Exercise 8.1

Recreate the simulated data from Exercise 7.2:

library(mlbench)
set.seed(200)
simulated <- mlbench.friedman1(200, sd = 1)
simulated <- cbind(simulated$x, simulated$y)
simulated <- as.data.frame(simulated)
colnames(simulated)[ncol(simulated)] <- "y"

(a) Fit a random forest model to all of the predictors, then estimate the variable importance scores:

Random forest variable importance
predictors Overall
V1 8.492
V4 7.892
V2 6.551
V5 2.190
V3 0.683
V6 0.105
V10 0.032
V7 0.009
V9 -0.016
V8 -0.083

Did the random forest model significantly use the uninformative predictors (V6 – V10)?

Looking at the table above we can see that the Random Forest model did not significantly use the V6 - V10 predictors.

(b)

Now add an additional predictor that is highly correlated with one of the informative predictors. Fit another random forest model to these data.

For example:

set.seed(2)
simulated$duplicate1 <- simulated$V1 + rnorm(200) * .1
simulated$duplicate1_2 <- simulated$V1 + rnorm(200) * .1

Did the importance score for V1 change?

Model2 Variable importance
predictors Overall
V4 6.549
V2 5.959
V1 5.004
duplicate1 4.515
V5 2.044
V3 0.453
V6 0.206
V10 -0.005
V7 -0.014
V9 -0.096
V8 -0.134

Whereas in Model1, V1, had the highest importance, in Model2 V1 is less important. This is because the variable duplicate1 is being used to explain some of the variance, taking away part of the explanatory power of V1.

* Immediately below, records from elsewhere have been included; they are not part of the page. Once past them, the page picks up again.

//! Fine-tuning loop.
use std::path::PathBuf;

use candle_core::Device;
use indicatif::{ProgressBar, ProgressStyle};
use kochat_transformers::architectures::CausalLM;
use kochat_transformers::error::BoxedError;
use kochat_transformers::kv_cache::KeyValueCache;
use kochat_transformers::models::gpt2::GPT2CausalLM;
use kochat_transformers::models::hf::{FromHFHub, FromHfHubError, TrainableModel};
use kochat_transformers::models::transformer::TransformerCausalLM;
use kochat_transformers::tokenizers::{FromHFHub as TokenizerFromHFHub, HfTokenizer};
use snafu::{ensure, ResultExt, Snafu};
use tracing::{debug, info, warn};

use crate::batch::{Batch, BatchError, Batcher};
use crate::checkpoint::{CheckpointError, CheckpointManager, CheckpointMetadata};
use crate::config::TrainConfig;
use crate::dataset::{load_turns, DatasetError, Sample, SampleEncoder};
use crate::loss::{masked_cross_entropy, LossError};
use crate::optim::{
    clip_grad_norm, CosineWithWarmup, GroupedAdamW, OptimError, ParameterGroups,
};

#[derive(Debug, Snafu)]
pub enum TrainError {
    #[snafu(display("Cannot load tokenizer '{name}'"))]
    LoadTokenizer { name: String, source: BoxedError },

    #[snafu(display("Cannot load pretrained model '{name}'"))]
    LoadModel {
        name: String,
        source: FromHfHubError,
    },

    #[snafu(display("Cannot prepare training data"))]
    Dataset { source: DatasetError },

    #[snafu(display("No training samples"))]
    NoSamples,

    #[snafu(display("Cannot create batch"))]
    Batch { source: BatchError },

    #[snafu(display("Cannot run forward pass"))]
    Forward { source: BoxedError },

    #[snafu(display("Cannot compute loss"))]
    Loss { source: LossError },

    #[snafu(display("Cannot read loss value"))]
    LossValue { source: candle_core::Error },

    #[snafu(display("Cannot compute gradients"))]
    Backward { source: candle_core::Error },

    #[snafu(display("Cannot optimize parameters"))]
    Optimize { source: OptimError },

    #[snafu(display("Cannot save checkpoint"))]
    Checkpoint { source: CheckpointError },

    #[snafu(display("Cannot create progress bar style"))]
    ProgressStyle {
        source: indicatif::style::TemplateError,
    },
}

/// Outcome of a training run.
#[derive(Clone, Debug)]
pub struct TrainSummary {
    /// Number of optimizer steps.
    pub steps: usize,
    /// Mean loss of each epoch.
    pub epoch_losses: Vec<f32>,
    /// Checkpoint with the lowest epoch loss.
    pub best_checkpoint: Option<PathBuf>,
}

/// Load the pretrained tokenizer and model named in the configuration.
pub fn load_pretrained(
    config: &TrainConfig,
    device: &Device,
) -> Result<(HfTokenizer, TrainableModel<TransformerCausalLM>), TrainError> {
    let revision = config.model_revision.as_deref();
    let tokenizer = <HfTokenizer as TokenizerFromHFHub>::from_hf_hub(&config.model_name, revision)
        .context(LoadTokenizerSnafu {
            name: &config.model_name,
        })?;
    let model = GPT2CausalLM::from_hf_hub_trainable(&config.model_name, revision, device)
        .context(LoadModelSnafu {
            name: &config.model_name,
        })?;
    Ok((tokenizer, model))
}

/// Fine-tunes a causal language model on encoded chat turns.
pub struct Trainer<'a> {
    config: &'a TrainConfig,
    device: Device,
    show_progress: bool,
}

impl<'a> Trainer<'a> {
    pub fn new(config: &'a TrainConfig, device: Device) -> Self {
        Trainer {
            config,
            device,
            show_progress: true,
        }
    }

    /// Show a progress bar during training.
    ///
    /// Default: `true`
    pub fn show_progress(mut self, show_progress: bool) -> Self {
        self.show_progress = show_progress;
        self
    }

    /// Load the data and model of the configuration and fine-tune.
    pub fn run(&self) -> Result<TrainSummary, TrainError> {
        let (tokenizer, model) = load_pretrained(self.config, &self.device)?;
        let turns = load_turns(&self.config.data_path).context(DatasetSnafu)?;
        info!(
            path = %self.config.data_path.display(),
            n_turns = turns.len(),
            "Loaded chat turns"
        );
        let samples = SampleEncoder::new(&tokenizer, self.config.max_len)
            .and_then(|encoder| encoder.encode_all(&turns))
            .context(DatasetSnafu)?;
        self.train(&model, &samples)
    }

    fn progress_bar(&self, len: usize) -> Result<ProgressBar, TrainError> {
        if !self.show_progress {
            return Ok(ProgressBar::hidden());
        }
        let progress = ProgressBar::new(len as u64);
        progress.set_style(
            ProgressStyle::default_bar()
                .template("{prefix} [{bar:40.cyan/blue}] {pos}/{len} {msg}")
                .context(ProgressStyleSnafu)?
                .progress_chars("#>-"),
        );
        Ok(progress)
    }

    /// Fine-tune a model on encoded samples.
    ///
    /// Samples without trained positions are skipped. Epochs are numbered
    /// from zero.
    pub fn train(
        &self,
        model: &TrainableModel<TransformerCausalLM>,
        samples: &[Sample],
    ) -> Result<TrainSummary, TrainError> {
        let n_samples = samples.len();
        let samples = samples
            .iter()
            .filter(|sample| sample.n_trained() > 0)
            .collect::<Vec<_>>();
        if samples.len() < n_samples {
            warn!(
                n_skipped = n_samples - samples.len(),
                "Skipping samples without trained positions"
            );
        }
        ensure!(!samples.is_empty(), NoSamplesSnafu);
        let config = self.config;

        let mut batcher =
            Batcher::new(samples.len(), config.batch_size, config.seed).context(BatchSnafu)?;
        let schedule = CosineWithWarmup::with_warmup_ratio(
            batcher.len() * config.max_epochs,
            config.warmup_ratio,
        );
        let groups = ParameterGroups::from_var_map(&model.var_map).context(OptimizeSnafu)?;
        let vars = groups.all();
        let mut optimizer =
            GroupedAdamW::new(&groups, config.lr, config.weight_decay).context(OptimizeSnafu)?;
        let mut checkpoints =
            CheckpointManager::new(&config.checkpoint_dir).context(CheckpointSnafu)?;

        info!(
            n_samples = samples.len(),
            batches_per_epoch = batcher.len(),
            total_steps = schedule.total_steps,
            warmup_steps = schedule.warmup_steps,
            "Starting training"
        );

        let mut step = 0;
        let mut epoch_losses = Vec::with_capacity(config.max_epochs);
        for epoch in 0..config.max_epochs {
            let progress = self.progress_bar(batcher.len())?;
            progress.set_prefix(format!("epoch {}/{}", epoch + 1, config.max_epochs));

            let mut loss_sum = 0f32;
            let batches = batcher.epoch();
            for indices in &batches {
                let batch_samples = indices.iter().map(|&idx| samples[idx]).collect::<Vec<_>>();
                let batch = Batch::collate(&batch_samples, &self.device).context(BatchSnafu)?;

                let output = model
                    .model
                    .forward_t(
                        &batch.token_ids,
                        &batch.attention_mask,
                        &mut KeyValueCache::no_cache(),
                        None,
                        true,
                    )
                    .context(ForwardSnafu)?;
                let loss = masked_cross_entropy(output.logits(), &batch.labels, &batch.loss_mask)
                    .context(LossSnafu)?;
                let train_loss = loss.to_scalar::<f32>().context(LossValueSnafu)?;

                let mut grads = loss.backward().context(BackwardSnafu)?;
                let grad_norm = clip_grad_norm(&mut grads, &vars, config.gradient_clip_val)
                    .context(OptimizeSnafu)?;
                optimizer.set_learning_rate(config.lr * schedule.multiplier(step));
                optimizer.step(&grads).context(OptimizeSnafu)?;
                step += 1;

                debug!(
                    step,
                    train_loss,
                    grad_norm,
                    lr = optimizer.learning_rate(),
                    "Optimizer step"
                );
                loss_sum += train_loss;
                progress.set_message(format!("loss {train_loss:.4}"));
                progress.inc(1);
            }
            progress.finish();

            let train_loss = loss_sum / batches.len() as f32;
            epoch_losses.push(train_loss);
            info!(epoch, step, train_loss, "Finished epoch");

            checkpoints
                .save(
                    &model.var_map,
                    &CheckpointMetadata {
                        model_name: config.model_name.clone(),
                        model_revision: config.model_revision.clone(),
                        epoch,
                        step,
                        train_loss,
                    },
                )
                .context(CheckpointSnafu)?;
        }

        let best_checkpoint = checkpoints.best().map(PathBuf::from);
        if let Some(best) = &best_checkpoint {
            info!(path = %best.display(), "Best checkpoint");
        }

        Ok(TrainSummary {
            steps: step,
            epoch_losses,
            best_checkpoint,
        })
    }
}

#[cfg(test)]
mod tests {
    use candle_core::Device;
    use snafu::{report, ResultExt, Whatever};

    use super::{TrainError, Trainer};
    use crate::checkpoint::{CheckpointMetadata, LAST_CHECKPOINT};
    use crate::config::TrainConfig;
    use crate::dataset::{ChatTurn, SampleEncoder};
    use crate::util::tests::{tiny_causal_lm, tiny_tokenizer};

    fn turns() -> Vec<ChatTurn> {
        [
            ("안녕", "반가워요", "0"),
            ("오늘 날씨", "좋아요", "2"),
            ("슬퍼요", "괜찮아요", "1"),
        ]
        .into_iter()
        .map(|(question, answer, label)| ChatTurn {
            question: question.to_string(),
            answer: answer.to_string(),
            label: label.to_string(),
        })
        .collect()
    }

    #[test]
    #[report]
    fn trains_and_checkpoints_every_epoch() -> Result<(), Whatever> {
        let device = Device::Cpu;
        let dir = tempfile::tempdir().whatever_context("Cannot create directory")?;
        let (_tokenizer_dir, tokenizer) = tiny_tokenizer();
        let config = TrainConfig {
            max_len: 8,
            batch_size: 2,
            lr: 1e-2,
            max_epochs: 2,
            checkpoint_dir: dir.path().to_path_buf(),
            ..TrainConfig::default()
        };

        let samples = SampleEncoder::new(&tokenizer, config.max_len)
            .and_then(|encoder| encoder.encode_all(&turns()))
            .whatever_context("Cannot encode turns")?;
        let model = tiny_causal_lm(&device);
        let summary = Trainer::new(&config, device)
            .show_progress(false)
            .train(&model, &samples)
            .whatever_context("Cannot train")?;

        assert_eq!(summary.steps, 4);
        assert_eq!(summary.epoch_losses.len(), 2);
        assert!(summary.epoch_losses.iter().all(|loss| loss.is_finite()));
        let last = CheckpointMetadata::read(&dir.path().join(LAST_CHECKPOINT))
            .whatever_context("Cannot read metadata")?;
        assert_eq!((last.epoch, last.step), (1, 4));
        let first_epoch = std::fs::read_dir(dir.path())
            .whatever_context("Cannot list checkpoints")?
            .filter_map(Result::ok)
            .any(|entry| entry.file_name().to_string_lossy().starts_with("model_-00-"));
        assert!(first_epoch);
        let best = summary.best_checkpoint.expect("No best checkpoint");
        assert!(best.exists());
        assert!(best.starts_with(dir.path()));

        Ok(())
    }

    #[test]
    #[report]
    fn loss_decreases_on_repeated_turns() -> Result<(), Whatever> {
        let device = Device::Cpu;
        let dir = tempfile::tempdir().whatever_context("Cannot create directory")?;
        let (_tokenizer_dir, tokenizer) = tiny_tokenizer();
        let config = TrainConfig {
            max_len: 8,
            batch_size: 3,
            lr: 1e-2,
            warmup_ratio: 0.,
            max_epochs: 10,
            checkpoint_dir: dir.path().to_path_buf(),
            ..TrainConfig::default()
        };

        let samples = SampleEncoder::new(&tokenizer, config.max_len)
            .and_then(|encoder| encoder.encode_all(&turns()))
            .whatever_context("Cannot encode turns")?;
        let model = tiny_causal_lm(&device);
        let summary = Trainer::new(&config, device)
            .show_progress(false)
            .train(&model, &samples)
            .whatever_context("Cannot train")?;

        let first = summary.epoch_losses[0];
        let last = summary.epoch_losses[summary.epoch_losses.len() - 1];
        assert!(last < first, "loss did not decrease: {first} -> {last}");

        Ok(())
    }

    #[test]
    #[report]
    fn skips_samples_without_trained_positions() -> Result<(), Whatever> {
        let device = Device::Cpu;
        let dir = tempfile::tempdir().whatever_context("Cannot create directory")?;
        let (_tokenizer_dir, tokenizer) = tiny_tokenizer();
        let config = TrainConfig {
            max_len: 5,
            batch_size: 1,
            max_epochs: 1,
            checkpoint_dir: dir.path().to_path_buf(),
            ..TrainConfig::default()
        };

        let encoder = SampleEncoder::new(&tokenizer, config.max_len)
            .whatever_context("Cannot create encoder")?;
        let encode = |question: &str, answer: &str, label: &str| {
            encoder.encode(&ChatTurn {
                question: question.to_string(),
                answer: answer.to_string(),
                label: label.to_string(),
            })
        };
        let untrained = encode("안녕", "반가워요", "0")
            .whatever_context("Cannot encode turn")?
            .sample;
        let trained = encode("오늘 날씨", "좋아요", "2")
            .whatever_context("Cannot encode turn")?
            .sample;
        assert_eq!(untrained.n_trained(), 0);

        let model = tiny_causal_lm(&device);
        let trainer = Trainer::new(&config, device).show_progress(false);
        let summary = trainer
            .train(&model, &[untrained.clone(), trained])
            .whatever_context("Cannot train")?;
        assert_eq!(summary.steps, 1);
        assert!(summary.epoch_losses[0].is_finite());

        assert!(matches!(
            trainer.train(&model, &[untrained]),
            Err(TrainError::NoSamples)
        ));

        Ok(())
    }

    #[test]
    fn training_without_samples_is_an_error() {
        let dir = tempfile::tempdir().unwrap();
        let config = TrainConfig {
            checkpoint_dir: dir.path().to_path_buf(),
            ..TrainConfig::default()
        };
        let model = tiny_causal_lm(&Device::Cpu);
        assert!(Trainer::new(&config, Device::Cpu)
            .show_progress(false)
            .train(&model, &[])
            .is_err());
    }

    #[test]
    fn loss_value_errors_are_not_reported_as_gradients() {
        let error = TrainError::LossValue {
            source: candle_core::Error::Msg("not a scalar".to_string()),
        };
        assert_eq!(error.to_string(), "Cannot read loss value");
    }
}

What happens when you add another predictor that is also highly correlated with V1?

Model2 Variable importance
predictors Overall
V4 54.442
V2 51.460
V5 24.275
V1 23.484
duplicate1 22.329
duplicate1_2 20.907
V3 9.237
V6 3.009
V7 1.148
V9 0.626
V10 0.457
V8 -0.064

Adding another predictor that is highly correlated to V1 and duplicate1 just spreads the importance over the three variables, reducing the V1 and duplicate1 importance and assigning some of that to the new variable duplicte1_2.

(c)

Use the cforest function in the party package to fit a random forest model using conditional inference trees. The party package function varimp can calculate predictor importance. The conditional argument of that function toggles between the traditional importance measure and the modified version described in Strobl et al. (2007). Do these importances show the same pattern as the traditional random forest model?

Model2 Variable importance
predictors Overall
V4 9.527
V2 7.818
V1 5.306
duplicate1 3.565
V5 2.281
duplicate1_2 0.877
V7 0.061
V10 0.050
V6 0.011
V3 0.009
V9 -0.024
V8 -0.031

While the importances for the cforest model and the randomForest models show the same trends. The overall importance for V1 is much higher in the cforest model versus the traditional randomForest model. It would seem that the cforest model gives more importance to one of the three highly correlated variables whereas the traditional randomForest model spread the importance across all three variables.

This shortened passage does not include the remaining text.